Since, the process of buying seems to differ between the two chosen countries, this study attempts to ascertain the influence of consumer attitudes and buying behaviour on organic foods. Specifically, the purpose of this study is to demonstrate how health consciousness and food safety affects consumer attitudes and purchase intentions towards organic food. This study wants to fill the research gap and focus more on specific consumer behaviour of organic products in relation to health consciousness and food safety (Newsom et al., 2005).

1.4 Research questions

The research questions for this paper want to further investigate the role of health consciousness and food safety on consumer attitudes and purchase intentions towards organic food. This will be demonstrated by comparing the Generation Y in Germany and the UK. It will deliver best possible answers from the view of consumers, who frequently buy organic products. The following questions will help to formulate an overall picture currently of the role of the two indications on consumer behaviour towards organic food:

- Does health consciousness influence consumer attitudes towards organic food?
- Does food security influence consumer attitudes towards organic food?
- Does health consciousness influence purchase intentions of organic food?
- Does food security influence purchase intentions of organic food?
- Are there differences in the consumer attitudes and purchase intentions of organic food between the German and the British Generation Y?
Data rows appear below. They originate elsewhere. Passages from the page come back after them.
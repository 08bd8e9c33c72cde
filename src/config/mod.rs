use anyhow::{Context, Result};
use serde::Deserialize;
use std::path::{Path, PathBuf};
use tracing::info;

#[derive(Debug, Clone, Deserialize)]
pub struct Config {
    #[serde(default)]
    pub server: ServerConfig,
    #[serde(default)]
    pub auth: AuthConfig,
    #[serde(default)]
    pub meeting: MeetingConfig,
    #[serde(default)]
    pub logging: LoggingConfig,
}

#[derive(Debug, Clone, Deserialize)]
pub struct ServerConfig {
    #[serde(default = "default_host")]
    pub host: String,
    #[serde(default = "default_port")]
    pub port: u16,
    #[serde(default = "default_data_dir")]
    pub data_dir: PathBuf,
}

impl Default for ServerConfig {
    fn default() -> Self {
        Self {
            host: default_host(),
            port: default_port(),
            data_dir: default_data_dir(),
        }
    }
}

fn default_host() -> String {
    "0.0.0.0".to_string()
}

fn default_port() -> u16 {
    5001
}

fn default_data_dir() -> PathBuf {
    PathBuf::from("./data")
}

#[derive(Debug, Clone, Deserialize)]
pub struct AuthConfig {
    /// Email for the admin account seeded on first start
    #[serde(default = "default_admin_email")]
    pub admin_email: String,
    /// Password for the seeded admin account; generated when absent
    pub admin_password: Option<String>,
    /// Session lifetime in days
    #[serde(default = "default_session_ttl_days")]
    pub session_ttl_days: i64,
}

impl Default for AuthConfig {
    fn default() -> Self {
        Self {
            admin_email: default_admin_email(),
            admin_password: None,
            session_ttl_days: default_session_ttl_days(),
        }
    }
}

fn default_admin_email() -> String {
    "admin@classhub.local".to_string()
}

fn default_session_ttl_days() -> i64 {
    7
}

#[derive(Debug, Clone, Deserialize)]
pub struct MeetingConfig {
    /// Base URL of the external meeting provider; room names are appended to it
    #[serde(default = "default_meeting_base_url")]
    pub base_url: String,
}

impl Default for MeetingConfig {
    fn default() -> Self {
        Self {
            base_url: default_meeting_base_url(),
        }
    }
}

fn default_meeting_base_url() -> String {
    "https://meet.jit.si".to_string()
}

#[derive(Debug, Clone, Deserialize)]
pub struct LoggingConfig {
    #[serde(default = "default_log_level")]
    pub level: String,
}

impl Default for LoggingConfig {
    fn default() -> Self {
        Self {
            level: default_log_level(),
        }
    }
}

fn default_log_level() -> String {
    "info".to_string()
}

impl Config {
    pub fn load(path: &Path) -> Result<Self> {
        if path.exists() {
            info!("Loading configuration from {}", path.display());
            let content = std::fs::read_to_string(path)
                .with_context(|| format!("Failed to read config file: {}", path.display()))?;
            let config: Config = toml::from_str(&content)
                .with_context(|| "Failed to parse configuration file")?;
            Ok(config)
        } else {
            info!("No config file found, using defaults");
            Ok(Config::default())
        }
    }

    pub fn default() -> Self {
        Self {
            server: ServerConfig::default(),
            auth: AuthConfig::default(),
            meeting: MeetingConfig::default(),
            logging: LoggingConfig::default(),
        }
    }
}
This study’s wider aim is also to contribute and therefore increase the body of knowledge that is accumulating in this sector in order to gain knowledge about mechanisms, which shape consumers’ decisions in correlation with their socio- economic status.
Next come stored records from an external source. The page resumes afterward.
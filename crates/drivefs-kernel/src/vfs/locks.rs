//! Per-path operation queue.
//!
//! The backing stores have no transactions, so two mutations racing on the
//! same path (say a write and a delete) could leave a table entry pointing
//! at a removed blob. Mutations take the path's lock first; waiters queue in
//! FIFO order behind it.

use std::sync::Arc;

use dashmap::DashMap;
use tokio::sync::{Mutex, OwnedMutexGuard};

/// Lazily created async mutex per path.
#[derive(Debug, Default)]
pub struct PathLocks {
    locks: DashMap<String, Arc<Mutex<()>>>,
}

/// Guard over one or more path locks. Unused lock entries are pruned on drop.
pub struct PathGuard<'a> {
    owner: &'a PathLocks,
    held: Vec<(String, Option<OwnedMutexGuard<()>>)>,
}

impl PathLocks {
    pub fn new() -> Self {
        Self::default()
    }

    /// Lock a single path.
    pub async fn lock(&self, path: &str) -> PathGuard<'_> {
        self.lock_many(&[path]).await
    }

    /// Lock several paths. Paths are deduplicated and acquired in sorted order,
    /// so two callers locking the same pair cannot deadlock.
    pub async fn lock_many(&self, paths: &[&str]) -> PathGuard<'_> {
        let mut keys: Vec<String> = paths.iter().map(|p| p.to_string()).collect();
        keys.sort();
        keys.dedup();

        let mut held = Vec::with_capacity(keys.len());
        for key in keys {
            let mutex = self
                .locks
                .entry(key.clone())
                .or_insert_with(|| Arc::new(Mutex::new(())))
                .clone();
            let guard = mutex.lock_owned().await;
            held.push((key, Some(guard)));
        }
        PathGuard { owner: self, held }
    }

    /// Number of paths with a live lock entry.
    pub fn len(&self) -> usize {
        self.locks.len()
    }

    pub fn is_empty(&self) -> bool {
        self.locks.is_empty()
    }
}

impl Drop for PathGuard<'_> {
    fn drop(&mut self) {
        for (key, guard) in self.held.iter_mut().rev() {
            drop(guard.take());
            // Only the map's own handle left: nobody holds or waits on it.
            self.owner
                .locks
                .remove_if(key, |_, mutex| Arc::strong_count(mutex) == 1);
        }
    }
}

#[cfg(test)]
mod tests {
    use super::*;
    use std::sync::atomic::{AtomicUsize, Ordering};
    use std::time::Duration;

    #[tokio::test]
    async fn test_entries_pruned() {
        let locks = PathLocks::new();
        {
            let _g = locks.lock_many(&["/b", "/a", "/a"]).await;
            assert_eq!(locks.len(), 2);
        }
        assert!(locks.is_empty());
    }

    #[tokio::test]
    async fn test_same_path_serializes() {
        let locks = Arc::new(PathLocks::new());
        let active = Arc::new(AtomicUsize::new(0));
        let peak = Arc::new(AtomicUsize::new(0));

        let mut handles = Vec::new();
        for _ in 0..4 {
            let locks = Arc::clone(&locks);
            let active = Arc::clone(&active);
            let peak = Arc::clone(&peak);
            handles.push(tokio::spawn(async move {
                let _g = locks.lock("/same").await;
                let now = active.fetch_add(1, Ordering::SeqCst) + 1;
                peak.fetch_max(now, Ordering::SeqCst);
                tokio::time::sleep(Duration::from_millis(5)).await;
                active.fetch_sub(1, Ordering::SeqCst);
            }));
        }
        for h in handles {
            h.await.unwrap();
        }
        assert_eq!(peak.load(Ordering::SeqCst), 1);
        assert!(locks.is_empty());
    }
}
1.5 Structure of the dissertation

Chapter one describes the purpose and the objectives as well as the research problem of the study. The following chapter is a literature review, which starts with a general overview over organic foods and furthermore focuses on the markets in Germany and the UK. Afterwards other aspects important to answer the research questions are investigated, such as the Generation Y, health consciousness, and food safety. The Theory of Planned Behaviour will serve as a basis on which this study is built upon. Based on this different research hypotheses will be developed. This chapter will end with an overview over present secondary literature that was found to be essential for this study. Chapter three presents the results on methodological approaches, which were used in this study to develop academic outcome, that can be used for further research on this field.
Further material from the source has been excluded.